- **Exercise aim**: Across the records, count every line that includes "Literal" and give the number by itself.

- **Records from a data source**:
※ ※ ※
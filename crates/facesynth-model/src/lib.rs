//! facesynth-model: Face file storage.
//!
//! Reads and writes Virt-A-Mate appearance JSON, exposing the geometry
//! morphs as a [`facesynth_core::FaceVector`].

pub mod vam;

pub use vam::VamFaceStore;
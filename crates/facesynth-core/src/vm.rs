//! The parameter VM's per-program state and instruction semantics.

use crate::landmarks::Size;
use crate::program::{BinaryOp, Op, Operand, RESULT_VARIABLE};
use std::collections::HashMap;
use thiserror::Error;

#[derive(Error, Debug, Clone, PartialEq)]
pub enum VmError {
    #[error("undefined variable {0:?}")]
    UndefinedVariable(String),
    #[error("undefined landmark region {0:?}")]
    UndefinedRegion(String),
    #[error("no landmarks for angle {0}")]
    MissingAngle(f64),
    #[error("division by zero: {lhs} / {rhs}")]
    DivisionByZero { lhs: String, rhs: String },
    #[error("{op} produced a non-finite value from {lhs} and {rhs}")]
    NonFinite {
        op: &'static str,
        lhs: String,
        rhs: String,
    },
}

impl VmError {
    /// Missing landmark data or variable (as opposed to an arithmetic fault).
    pub fn is_lookup(&self) -> bool {
        matches!(
            self,
            VmError::UndefinedVariable(_) | VmError::UndefinedRegion(_) | VmError::MissingAngle(_)
        )
    }
}

/// Scratch state for evaluating one parameter program.
#[derive(Debug, Clone, Default)]
pub struct Workarea {
    pub landmarks: HashMap<String, Size>,
    pub variables: HashMap<String, f64>,
}

impl Workarea {
    pub fn new(landmarks: HashMap<String, Size>) -> Self {
        Self {
            landmarks,
            variables: HashMap::new(),
        }
    }

    /// `<region>.w` / `<region>.h` read landmark sizes; other names read variables.
    pub fn resolve_variable(&self, name: &str) -> Result<f64, VmError> {
        if let Some(region) = name.strip_suffix(".w") {
            return self.region(region).map(|s| s.width);
        }
        if let Some(region) = name.strip_suffix(".h") {
            return self.region(region).map(|s| s.height);
        }
        self.variables
            .get(name)
            .copied()
            .ok_or_else(|| VmError::UndefinedVariable(name.to_string()))
    }

    fn region(&self, region: &str) -> Result<&Size, VmError> {
        self.landmarks
            .get(region)
            .ok_or_else(|| VmError::UndefinedRegion(region.to_string()))
    }

    pub fn resolve(&self, operand: &Operand) -> Result<f64, VmError> {
        match operand {
            Operand::Literal(v) => Ok(*v),
            Operand::Name(name) => self.resolve_variable(name),
        }
    }

    pub fn add(&self, a: &Operand, b: &Operand) -> Result<f64, VmError> {
        self.binary(BinaryOp::Add, a, b)
    }

    pub fn sub(&self, a: &Operand, b: &Operand) -> Result<f64, VmError> {
        self.binary(BinaryOp::Sub, a, b)
    }

    pub fn mult(&self, a: &Operand, b: &Operand) -> Result<f64, VmError> {
        self.binary(BinaryOp::Mult, a, b)
    }

    pub fn div(&self, a: &Operand, b: &Operand) -> Result<f64, VmError> {
        self.binary(BinaryOp::Div, a, b)
    }

    fn binary(&self, op: BinaryOp, a: &Operand, b: &Operand) -> Result<f64, VmError> {
        let lhs = self.resolve(a)?;
        let rhs = self.resolve(b)?;
        let value = match op {
            BinaryOp::Add => lhs + rhs,
            BinaryOp::Sub => lhs - rhs,
            BinaryOp::Mult => lhs * rhs,
            BinaryOp::Div => {
                if rhs == 0.0 {
                    return Err(VmError::DivisionByZero {
                        lhs: a.to_string(),
                        rhs: b.to_string(),
                    });
                }
                lhs / rhs
            }
        };
        if !value.is_finite() {
            return Err(VmError::NonFinite {
                op: op.name(),
                lhs: a.to_string(),
                rhs: b.to_string(),
            });
        }
        Ok(value)
    }

    pub fn set_variable(&mut self, name: &str, value: &Operand) -> Result<f64, VmError> {
        let value = self.resolve(value)?;
        self.variables.insert(name.to_string(), value);
        Ok(value)
    }

    /// Run one arithmetic or `set` step. Angle selection is the engine's job,
    /// so `Op::Angle` yields no value here.
    pub fn execute(&mut self, step: &Op) -> Result<Option<f64>, VmError> {
        match step {
            Op::Angle(_) => Ok(None),
            Op::Binary { op, lhs, rhs } => {
                let value = self.binary(*op, lhs, rhs)?;
                self.variables.insert(RESULT_VARIABLE.to_string(), value);
                Ok(Some(value))
            }
            Op::Set { name, value } => self.set_variable(name, value).map(Some),
        }
    }
}

#[cfg(test)]
mod tests {
    use super::*;

    fn lit(v: f64) -> Operand {
        Operand::Literal(v)
    }

    fn name(n: &str) -> Operand {
        Operand::Name(n.to_string())
    }

    fn workarea() -> Workarea {
        let mut w = Workarea::new(HashMap::from([(
            "nose".to_string(),
            Size {
                width: 10.0,
                height: 20.0,
            },
        )]));
        w.variables.insert("var1".into(), 5.0);
        w.variables.insert("var2".into(), 3.0);
        w
    }

    #[test]
    fn test_vm_arithmetic() {
        let w = workarea();
        assert_eq!(w.add(&lit(5.0), &lit(3.0)), Ok(8.0));
        assert_eq!(w.sub(&lit(5.0), &lit(3.0)), Ok(2.0));
        assert_eq!(w.mult(&lit(5.0), &lit(3.0)), Ok(15.0));
        assert_eq!(w.div(&lit(10.0), &lit(2.0)), Ok(5.0));
        assert_eq!(w.add(&name("var1"), &name("var2")), Ok(8.0));
        assert_eq!(w.sub(&name("var1"), &name("var2")), Ok(2.0));
    }

    #[test]
    fn test_vm_divide_by_zero() {
        let w = workarea();
        for x in [0.0, 1.0, -7.5, 1e300] {
            let err = w.div(&lit(x), &lit(0.0)).unwrap_err();
            assert!(matches!(err, VmError::DivisionByZero { .. }), "x = {x}");
        }
        assert!(w.div(&lit(1.0), &lit(-0.0)).is_err());
    }

    #[test]
    fn test_vm_overflow_is_reported() {
        let w = workarea();
        let err = w.mult(&lit(1e308), &lit(10.0)).unwrap_err();
        assert!(matches!(err, VmError::NonFinite { op: "mult", .. }));
    }

    #[test]
    fn test_vm_resolve_variable() {
        let w = workarea();
        assert_eq!(w.resolve_variable("var1"), Ok(5.0));
        assert_eq!(w.resolve_variable("nose.w"), Ok(10.0));
        assert_eq!(w.resolve_variable("nose.h"), Ok(20.0));
    }

    #[test]
    fn test_vm_lookup_failures() {
        let w = workarea();
        let err = w.resolve_variable("missing").unwrap_err();
        assert_eq!(err, VmError::UndefinedVariable("missing".into()));
        assert!(err.is_lookup());
        let err = w.resolve_variable("eye.w").unwrap_err();
        assert_eq!(err, VmError::UndefinedRegion("eye".into()));
    }

    #[test]
    fn test_vm_set_variable() {
        let mut w = Workarea::default();
        assert_eq!(w.set_variable("new_var", &lit(100.0)), Ok(100.0));
        assert_eq!(w.variables["new_var"], 100.0);
    }

    #[test]
    fn test_execute_stores_result() {
        let mut w = workarea();
        let step = Op::Binary {
            op: BinaryOp::Div,
            lhs: name("nose.h"),
            rhs: name("nose.w"),
        };
        assert_eq!(w.execute(&step), Ok(Some(2.0)));
        assert_eq!(w.resolve_variable(RESULT_VARIABLE), Ok(2.0));
        assert_eq!(w.execute(&Op::Angle(0.0)), Ok(None));
    }
}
※ ※ ※
- **Output of the task**: 2